Brotherhood leader Mohammed Badie, who met recently with Hamas Prime Minister Ismail Haniyeh during the latter's visit to Cairo, declared that the "Brotherhood has always embraced issues of liberation, foremost the Palestinian issue," and that Hamas has served as a role model to the Brotherhood. Haniyeh described Hamas as the "jihadi movement of the Brotherhood with a Palestinian face" and claimed his visit to the Brotherhood center would confuse and frighten "the Israeli entity."
In Israel, too, some respected voices have proposed talking to Hamas and the Egyptian Muslim Brotherhood in the name of realpolitik. The new Israeli ambassador to Cairo has been instructed to look for contacts with the Brotherhood leaders.
In the past Israel has been accused of "inventing" Hamas and supporting its activities. In fact, as far back as the 1970s Israeli authorities permitted Palestinian Muslim Brotherhood factions in Gaza and the West Bank to act openly on the religious, social and economic level [so-called da'wa activities] as they did not engage at that time in terrorism like their secular comrades.
The Israeli political and military establishment did not take seriously the declarations of the then-Muslim Brotherhood leaders that they were preparing a new generation of young jihadi fighters for the liberation of Palestine for the purpose of creating an Islamic state.

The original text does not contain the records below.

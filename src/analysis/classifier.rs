// Classifier - threshold-based tremor severity classification
//
// Maps one FeatureVector to a Classification using fixed thresholds
// calibrated against the 3-12 Hz tremor band and RMS amplitude cutoffs.
// The classifier is a stateless pure function: identical input always
// yields identical output.
//
// Decision rules:
// 1. Tremor is present when the dominant frequency lies inside the band,
//    the band power ratio reaches min_band_ratio, and the RMS amplitude
//    reaches the mild floor.
// 2. Severity buckets by RMS amplitude; every floor is inclusive, so a
//    value sitting exactly on a boundary resolves to the higher bucket.
// 3. Confidence is the weakest of the three evidence terms (frequency,
//    band ratio, amplitude), each scaled so its threshold maps to 0.5.

use serde::{Deserialize, Serialize};

use crate::analysis::features::FeatureVector;
use crate::config::ClassifierConfig;

/// Ordered tremor severity buckets
#[derive(
    Debug, Clone, Copy, PartialEq, Eq, PartialOrd, Ord, Hash, Serialize, Deserialize,
)]
#[serde(rename_all = "lowercase")]
pub enum Severity {
    /// No tremor detected
    None,
    /// Detectable but low-amplitude tremor
    Mild,
    /// Clearly visible tremor
    Moderate,
    /// Large-amplitude tremor
    Severe,
}

impl Severity {
    /// Numeric rank used for session averaging (None = 0 .. Severe = 3)
    pub fn rank(&self) -> u8 {
        match self {
            Severity::None => 0,
            Severity::Mild => 1,
            Severity::Moderate => 2,
            Severity::Severe => 3,
        }
    }

    /// Bucket for a numeric rank, rounding toward the nearer bucket
    pub fn from_rank(rank: f64) -> Self {
        match rank.round() as i64 {
            i64::MIN..=0 => Severity::None,
            1 => Severity::Mild,
            2 => Severity::Moderate,
            _ => Severity::Severe,
        }
    }
}

/// Result of classifying one window
#[derive(Debug, Clone, Copy, PartialEq, Serialize, Deserialize)]
pub struct Classification {
    /// Whether the window contains tremor
    pub present: bool,
    /// Severity bucket (None when not present)
    pub severity: Severity,
    /// Confidence in the decision (0.0 to 1.0)
    pub confidence: f32,
    /// UPDRS-style tremor score (0-4)
    ///
    /// 0 = no tremor, 1 = slight, 2 = mild, 3 = moderate, 4 = severe,
    /// following the Unified Parkinson's Disease Rating Scale convention.
    pub updrs_score: u8,
}

/// Classifier applies fixed thresholds to window features
pub struct Classifier {
    config: ClassifierConfig,
    band_low_hz: f32,
    band_high_hz: f32,
}

impl Classifier {
    /// Create a classifier
    ///
    /// # Arguments
    /// * `config` - Amplitude floors and band-ratio threshold
    /// * `band_low_hz` / `band_high_hz` - Tremor band the dominant
    ///   frequency must fall into
    pub fn new(config: ClassifierConfig, band_low_hz: f32, band_high_hz: f32) -> Self {
        Self {
            config,
            band_low_hz,
            band_high_hz,
        }
    }

    /// Classify one feature vector
    ///
    /// Pure function of its input: no internal state is read or written.
    pub fn classify(&self, features: &FeatureVector) -> Classification {
        let freq_in_band = features.dominant_frequency_hz >= self.band_low_hz
            && features.dominant_frequency_hz <= self.band_high_hz;
        let present = freq_in_band
            && features.band_power_ratio >= self.config.min_band_ratio
            && features.amplitude_rms >= self.config.amp_mild_floor;

        let severity = self.severity_bucket(present, features.amplitude_rms);
        let confidence = self.confidence(present, freq_in_band, features);
        let updrs_score = self.updrs_score(present, features.amplitude_rms);

        Classification {
            present,
            severity,
            confidence,
            updrs_score,
        }
    }

    /// Bucket RMS amplitude into severity; floors are inclusive so boundary
    /// values resolve toward the higher bucket
    fn severity_bucket(&self, present: bool, rms: f32) -> Severity {
        if !present {
            Severity::None
        } else if rms >= self.config.amp_severe_floor {
            Severity::Severe
        } else if rms >= self.config.amp_moderate_floor {
            Severity::Moderate
        } else {
            Severity::Mild
        }
    }

    /// Weakest-link confidence: each evidence term is scaled so that its
    /// decision threshold maps to 0.5
    fn confidence(&self, present: bool, freq_in_band: bool, features: &FeatureVector) -> f32 {
        let band_evidence =
            (features.band_power_ratio / self.config.min_band_ratio * 0.5).clamp(0.0, 1.0);
        let amp_evidence =
            (features.amplitude_rms / self.config.amp_mild_floor * 0.5).clamp(0.0, 1.0);
        let freq_evidence = if freq_in_band { 1.0 } else { 0.0 };

        let evidence = band_evidence.min(amp_evidence).min(freq_evidence);
        if present {
            evidence
        } else {
            1.0 - evidence
        }
    }

    /// UPDRS-style 0-4 score from RMS amplitude
    fn updrs_score(&self, present: bool, rms: f32) -> u8 {
        if !present {
            0
        } else if rms < self.config.amp_slight_ceiling {
            1
        } else if rms < self.config.amp_moderate_floor {
            2
        } else if rms < self.config.amp_severe_floor {
            3
        } else {
            4
        }
    }
}

#[cfg(test)]
#[path = "classifier_tests.rs"]
mod tests;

Only in 1985 had it become clear that the Palestinian Muslim Brotherhood was preparing for "armed struggle," but the arrest of its leader Sheikh Ahmed Yassin did not stop the militarization process which led to the metamorphosis of the movement in the Hamas terrorist organization at the opening of the first intifada in 1987.
Hamas, together with the Palestinian Islamic Jihad [another faction of the Muslim Brotherhood which became a proxy of the Tehran regime] was responsible for the waves of suicide bombings in the mid- 1990s, in the aftermath of the Oslo peace agreement. That sabotaged the sensitive relationship between Israel and the Palestinians, and during the second bloody intifada derailed the chances for a negotiated solution.
The Brotherhood victory in Egypt presents a serious dilemma indeed for US, European and Israeli leaders alike. They probably have no alternative but to engage with the new Islamist leaders who will control the leading Arab country and the less important ones.
The question is whether they will be able to challenge the Brotherhood's Islamist radical religious worldview and autocratic tendencies as it attempts to impose them on the Arab peoples and lead the region to an obscurantist era, in sharp conflict with Western democratic and liberal values.